Causal World Modeling for Robot Control
Lin Li, Qihang Zhang, Yiming Luo, Shuai Yang, Ruilin Wang, Fei Han, Mingrui Yu, Zelin Gao, Nan Xue, Xing Zhu, Yujun Shen, Yinghao Xu
TL;DR
LingBot-VA presents an autoregressive diffusion world model that jointly predicts visual dynamics and infers actions for robotic manipulation. By interleaving video and action tokens within a single causal Mixture-of-Transformers backbone and enabling closed-loop integration of real-world observations, it achieves state-of-the-art performance on long-horizon, precision, and deformable-object tasks in both simulation and real-world deployments.

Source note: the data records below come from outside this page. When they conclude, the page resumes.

use crate::api::default_codec;
use crate::coord::{BoundingBox, Coordinate};
use crate::error::DigipinError;
use crate::geom::{PrecisionBand, area_square_meters, grid_size_meters};
use crate::index::{GridCodec, format_code};
use crate::io::arrow::PinCellsToArrow;
use crate::io::parquet::PinCellsToGeoParquet;
use arrow_array::RecordBatch;
use geo::Centroid;
use geo_types::{Geometry, LineString, Polygon};
use geoarrow_array::array::{PointArray, PolygonArray};
use serde::Serialize;
use std::collections::HashSet;
use std::path::Path;

/// A single grid cell: its code, center and bounds.
///
/// Cells are only produced by a [`GridCodec`], so the code, center and
/// bounds always agree.
///
/// # Example
///
/// ```
/// use digipin_rs::PinCell;
///
/// # fn main() -> Result<(), digipin_rs::DigipinError> {
/// let cell = PinCell::from_lat_lon(28.622788, 77.213033)?;
/// assert_eq!(cell.formatted(), "39J-49L-L8T4");
///
/// // Cell outline for GIS work (x = longitude, y = latitude)
/// let polygon = cell.to_polygon();
/// # Ok(())
/// # }
/// ```
#[derive(Debug, Clone, PartialEq, Serialize)]
pub struct PinCell {
    code: String,
    center: Coordinate,
    bounds: BoundingBox,
}

impl PinCell {
    pub(crate) fn new(code: String, bounds: BoundingBox) -> Self {
        Self {
            code,
            center: bounds.center(),
            bounds,
        }
    }

    /// Encodes a latitude/longitude with the default codec.
    pub fn from_lat_lon(latitude: f64, longitude: f64) -> Result<Self, DigipinError> {
        default_codec().encode(latitude, longitude)
    }

    /// Decodes a code with the default codec.
    ///
    /// # Example
    /// ```
    /// use digipin_rs::PinCell;
    ///
    /// # fn main() -> Result<(), digipin_rs::DigipinError> {
    /// let cell = PinCell::from_lat_lon(19.0760, 72.8777)?;
    /// let restored = PinCell::from_code(&cell.formatted())?;
    /// assert_eq!(cell, restored);
    /// # Ok(())
    /// # }
    /// ```
    pub fn from_code(code: &str) -> Result<Self, DigipinError> {
        default_codec().decode(code)
    }

    /// Cells crossed by a line string given in (longitude, latitude).
    ///
    /// Samples the line at half-cell steps and returns each cell once, in
    /// the order the line first enters it.
    pub fn from_line_string(
        line: &LineString,
        codec: &GridCodec,
    ) -> Result<Vec<Self>, DigipinError> {
        let cells_per_side = 4f64.powi(codec.precision_level() as i32);
        let region = codec.region();
        let step = (region.height() / cells_per_side).min(region.width() / cells_per_side) * 0.5;

        let mut seen: HashSet<String> = HashSet::with_capacity(line.0.len());
        let mut cells = Vec::with_capacity(line.0.len());

        let mut visit = |lon: f64, lat: f64| -> Result<(), DigipinError> {
            let cell = codec.encode(lat, lon)?;
            if seen.insert(cell.code.clone()) {
                cells.push(cell);
            }
            Ok(())
        };

        if let [only] = line.0.as_slice() {
            visit(only.x, only.y)?;
        }

        for window in line.0.windows(2) {
            let (start, end) = (window[0], window[1]);
            let dx = end.x - start.x;
            let dy = end.y - start.y;
            let steps = ((dx * dx + dy * dy).sqrt() / step).ceil() as usize;

            for i in 0..=steps {
                let t = if steps == 0 {
                    0.0
                } else {
                    i as f64 / steps as f64
                };
                visit(start.x + t * dx, start.y + t * dy)?;
            }
        }

        Ok(cells)
    }

    /// Cells for an arbitrary `geo_types::Geometry` in (longitude, latitude).
    ///
    /// Points map to their cell, lines to every cell they cross, and areal
    /// geometries to the cell holding their centroid. Multi-geometries and
    /// collections contribute one entry per member.
    pub fn from_geometry(
        geom: Geometry<f64>,
        codec: &GridCodec,
    ) -> Result<Vec<Self>, DigipinError> {
        match geom {
            Geometry::Point(pt) => Ok(vec![codec.encode_position(&pt)?]),
            Geometry::MultiPoint(mp) => mp.0.iter().map(|pt| codec.encode_position(pt)).collect(),
            Geometry::Line(line) => {
                Self::from_line_string(&LineString::from(vec![line.start, line.end]), codec)
            }
            Geometry::LineString(line) => Self::from_line_string(&line, codec),
            Geometry::MultiLineString(mls) => {
                let mut all_cells = Vec::new();
                for line in &mls.0 {
                    all_cells.extend(Self::from_line_string(line, codec)?);
                }
                Ok(all_cells)
            }
            Geometry::MultiPolygon(mp) => {
                let mut cells = Vec::new();
                for poly in &mp.0 {
                    if let Some(centroid) = poly.centroid() {
                        cells.push(codec.encode_position(&centroid)?);
                    }
                }
                Ok(cells)
            }
            Geometry::GeometryCollection(gc) => {
                let mut all_cells = Vec::new();
                for g in gc.0 {
                    all_cells.extend(Self::from_geometry(g, codec)?);
                }
                Ok(all_cells)
            }
            // Polygon, Rect, Triangle
            areal => match areal.centroid() {
                Some(centroid) => Ok(vec![codec.encode_position(&centroid)?]),
                None => Ok(vec![]),
            },
        }
    }

    /// The code without separators.
    pub fn code(&self) -> &str {
        &self.code
    }

    /// The code with separators, e.g. `39J-49L-L8T4`.
    pub fn formatted(&self) -> String {
        format_code(&self.code)
    }

    /// Number of subdivision levels (symbols) in the code.
    pub fn level(&self) -> u8 {
        self.code.chars().count() as u8
    }

    pub fn center(&self) -> Coordinate {
        self.center
    }

    pub fn bounds(&self) -> BoundingBox {
        self.bounds
    }

    pub fn latitude(&self) -> f64 {
        self.center.latitude()
    }

    pub fn longitude(&self) -> f64 {
        self.center.longitude()
    }

    /// Approximate edge length of the cell in meters.
    pub fn grid_size_meters(&self) -> f64 {
        grid_size_meters(&self.bounds)
    }

    /// Approximate area of the cell in square meters.
    pub fn area_square_meters(&self) -> f64 {
        area_square_meters(&self.bounds)
    }

    pub fn precision_band(&self) -> PrecisionBand {
        PrecisionBand::from_grid_size(self.grid_size_meters())
    }

    /// Human-readable description of how precise this cell is.
    pub fn precision_description(&self) -> String {
        let size = self.grid_size_meters();
        PrecisionBand::from_grid_size(size).describe(size)
    }

    /// Converts this cell to its rectangular outline.
    pub fn to_polygon(&self) -> Polygon<f64> {
        self.bounds.to_polygon()
    }

    /// Converts this cell's center to an Arrow PointArray.
    pub fn to_arrow_points(&self) -> PointArray {
        std::slice::from_ref(self).to_arrow_points()
    }

    /// Converts this cell to an Arrow PolygonArray.
    pub fn to_arrow_polygons(&self) -> PolygonArray {
        std::slice::from_ref(self).to_arrow_polygons()
    }

    /// Converts this cell to an Arrow RecordBatch with all attributes.
    pub fn to_record_batch(&self) -> Result<RecordBatch, DigipinError> {
        std::slice::from_ref(self).to_record_batch()
    }

    /// Writes this cell to a GeoParquet file.
    pub fn to_geoparquet(&self, path: impl AsRef<Path>) -> Result<(), DigipinError> {
        std::slice::from_ref(self).to_geoparquet(path)
    }
}

impl std::fmt::Display for PinCell {
    fn fmt(&self, f: &mut std::fmt::Formatter<'_>) -> std::fmt::Result {
        f.write_str(&self.code)
    }
}

#[cfg(test)]
mod tests {
    use super::*;
    use crate::index::GridConfig;
    use geo_types::{GeometryCollection, MultiLineString, MultiPoint, Point, polygon};

    #[test]
    fn test_from_lat_lon() -> Result<(), DigipinError> {
        let cell = PinCell::from_lat_lon(28.6139, 77.2090)?;

        assert_eq!(cell.level(), 10);
        assert_eq!(cell.code(), "39J438TJC7");
        assert_eq!(cell.to_string(), "39J438TJC7");
        assert_eq!(cell.formatted(), "39J-438-TJC7");
        Ok(())
    }

    #[test]
    fn test_center_is_bounds_midpoint() -> Result<(), DigipinError> {
        let cell = PinCell::from_lat_lon(12.9716, 77.5946)?;
        let bounds = cell.bounds();

        assert_eq!(cell.latitude(), (bounds.south() + bounds.north()) / 2.0);
        assert_eq!(cell.longitude(), (bounds.west() + bounds.east()) / 2.0);
        Ok(())
    }

    #[test]
    fn test_decoded_center_close_to_input() -> Result<(), DigipinError> {
        let cell = PinCell::from_lat_lon(28.6139, 77.2090)?;
        let decoded = PinCell::from_code(cell.code())?;
        let offset = crate::geom::haversine_distance(&decoded.center(), &(77.2090, 28.6139));

        assert!(offset < 1.0);
        assert!(offset <= decoded.grid_size_meters());
        Ok(())
    }

    #[test]
    fn test_same_point_same_cell() -> Result<(), DigipinError> {
        let cell1 = PinCell::from_lat_lon(19.0760, 72.8777)?;
        let cell2 = PinCell::from_lat_lon(19.0760, 72.8777)?;
        assert_eq!(cell1, cell2);

        // A point a fraction of a cell from the center stays in the cell
        let nudged = PinCell::from_lat_lon(cell1.latitude() + 1e-6, cell1.longitude() + 1e-6)?;
        assert_eq!(cell1.code(), nudged.code());
        Ok(())
    }

    #[test]
    fn test_grid_size_and_area() -> Result<(), DigipinError> {
        let cell = PinCell::from_lat_lon(28.6139, 77.2090)?;

        assert!((cell.grid_size_meters() - 3.58).abs() < 0.05);
        assert!((cell.area_square_meters() - 12.79).abs() < 0.1);
        assert_eq!(cell.precision_band(), PrecisionBand::Building);
        assert!(cell.precision_description().starts_with("Very high precision"));
        Ok(())
    }

    #[test]
    fn test_coarser_cells_are_larger() -> Result<(), DigipinError> {
        let coarse = GridCodec::new(GridConfig::new().precision_level(6))?;
        let cell = coarse.encode(28.6139, 77.2090)?;

        assert_eq!(cell.code(), "39J438");
        assert!((cell.grid_size_meters() - 917.6).abs() < 1.0);
        assert_eq!(cell.precision_band(), PrecisionBand::Locality);
        Ok(())
    }

    #[test]
    fn test_to_polygon_matches_bounds() -> Result<(), DigipinError> {
        let cell = PinCell::from_lat_lon(22.5726, 88.3639)?;
        let polygon = cell.to_polygon();
        let exterior = polygon.exterior();

        assert_eq!(exterior.coords().count(), 5);
        for c in exterior.coords() {
            assert!(cell.bounds().contains(&(c.x, c.y)));
        }
        Ok(())
    }

    #[test]
    fn test_from_geometry_point() -> Result<(), DigipinError> {
        let codec = GridCodec::default();
        let geom = Geometry::Point(Point::new(77.2090, 28.6139));
        let cells = PinCell::from_geometry(geom, &codec)?;

        assert_eq!(cells.len(), 1);
        assert_eq!(cells[0].code(), "39J438TJC7");
        Ok(())
    }

    #[test]
    fn test_from_geometry_point_outside_region() {
        let codec = GridCodec::default();
        let geom = Geometry::Point(Point::new(-0.1, 51.5));
        let result = PinCell::from_geometry(geom, &codec);
        assert!(matches!(result, Err(DigipinError::OutOfBounds { .. })));
    }

    #[test]
    fn test_from_geometry_linestring() -> Result<(), DigipinError> {
        let codec = GridCodec::new(GridConfig::new().precision_level(8))?;
        let line = LineString::from(vec![(77.2090, 28.6139), (77.2120, 28.6160)]);
        let cells = PinCell::from_geometry(Geometry::LineString(line), &codec)?;

        assert!(cells.len() > 1);
        let codes: HashSet<&str> = cells.iter().map(|c| c.code()).collect();
        assert_eq!(codes.len(), cells.len());
        assert_eq!(cells[0].code(), codec.encode(28.6139, 77.2090)?.code());
        Ok(())
    }

    #[test]
    fn test_from_geometry_polygon_uses_centroid() -> Result<(), DigipinError> {
        let codec = GridCodec::default();
        let poly = polygon![
            (x: 77.20, y: 28.60),
            (x: 77.22, y: 28.60),
            (x: 77.22, y: 28.62),
            (x: 77.20, y: 28.62),
            (x: 77.20, y: 28.60),
        ];
        let cells = PinCell::from_geometry(Geometry::Polygon(poly), &codec)?;

        assert_eq!(cells.len(), 1);
        assert!(cells[0].bounds().contains(&(77.21, 28.61)));
        Ok(())
    }

    #[test]
    fn test_from_geometry_multi_and_collection() -> Result<(), DigipinError> {
        let codec = GridCodec::default();

        let mp = MultiPoint::new(vec![Point::new(77.2090, 28.6139), Point::new(72.8777, 19.0760)]);
        assert_eq!(PinCell::from_geometry(Geometry::MultiPoint(mp), &codec)?.len(), 2);

        let mls = MultiLineString::new(vec![
            LineString::from(vec![(77.2090, 28.6139), (77.2091, 28.6140)]),
            LineString::from(vec![(72.8777, 19.0760), (72.8778, 19.0761)]),
        ]);
        assert!(PinCell::from_geometry(Geometry::MultiLineString(mls), &codec)?.len() >= 2);

        let gc = GeometryCollection::new_from(vec![
            Geometry::Point(Point::new(77.2090, 28.6139)),
            Geometry::Point(Point::new(72.8777, 19.0760)),
        ]);
        assert_eq!(PinCell::from_geometry(Geometry::GeometryCollection(gc), &codec)?.len(), 2);
        Ok(())
    }
}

The approach introduces Noisy History Augmentation, KV-cache based memory, and an asynchronous inference pipeline to maintain high-frequency control with reduced latency. Extensive ablations and cross-domain evaluations demonstrate strong data efficiency, temporal memory, and generalization to novel objects and configurations, with public code and checkpoints to support reproducibility.
Abstract
This work highlights that video world modeling, alongside vision-language pre-training, establishes a fresh and independent foundation for robot learning. Intuitively, video world models provide the ability to imagine the near future by understanding the causality between actions and visual dynamics. Inspired by this, we introduce LingBot-VA, an autoregressive diffusion framework that learns frame prediction and policy execution simultaneously. Our model features three carefully crafted designs: (1) a shared latent space, integrating vision and action tokens, driven by a Mixture-of-Transformers (MoT) architecture, (2) a closed-loop rollout mechanism, allowing for ongoing acquisition of environmental feedback with ground-truth observations, (3) an asynchronous inference pipeline, parallelizing action prediction and motor execution to support efficient control. We evaluate our model on both simulation benchmarks and real-world scenarios, where it shows significant promise in long-horizon manipulation, data efficiency in post-training, and strong generalizability to novel configurations. The code and model are made publicly available to facilitate the community.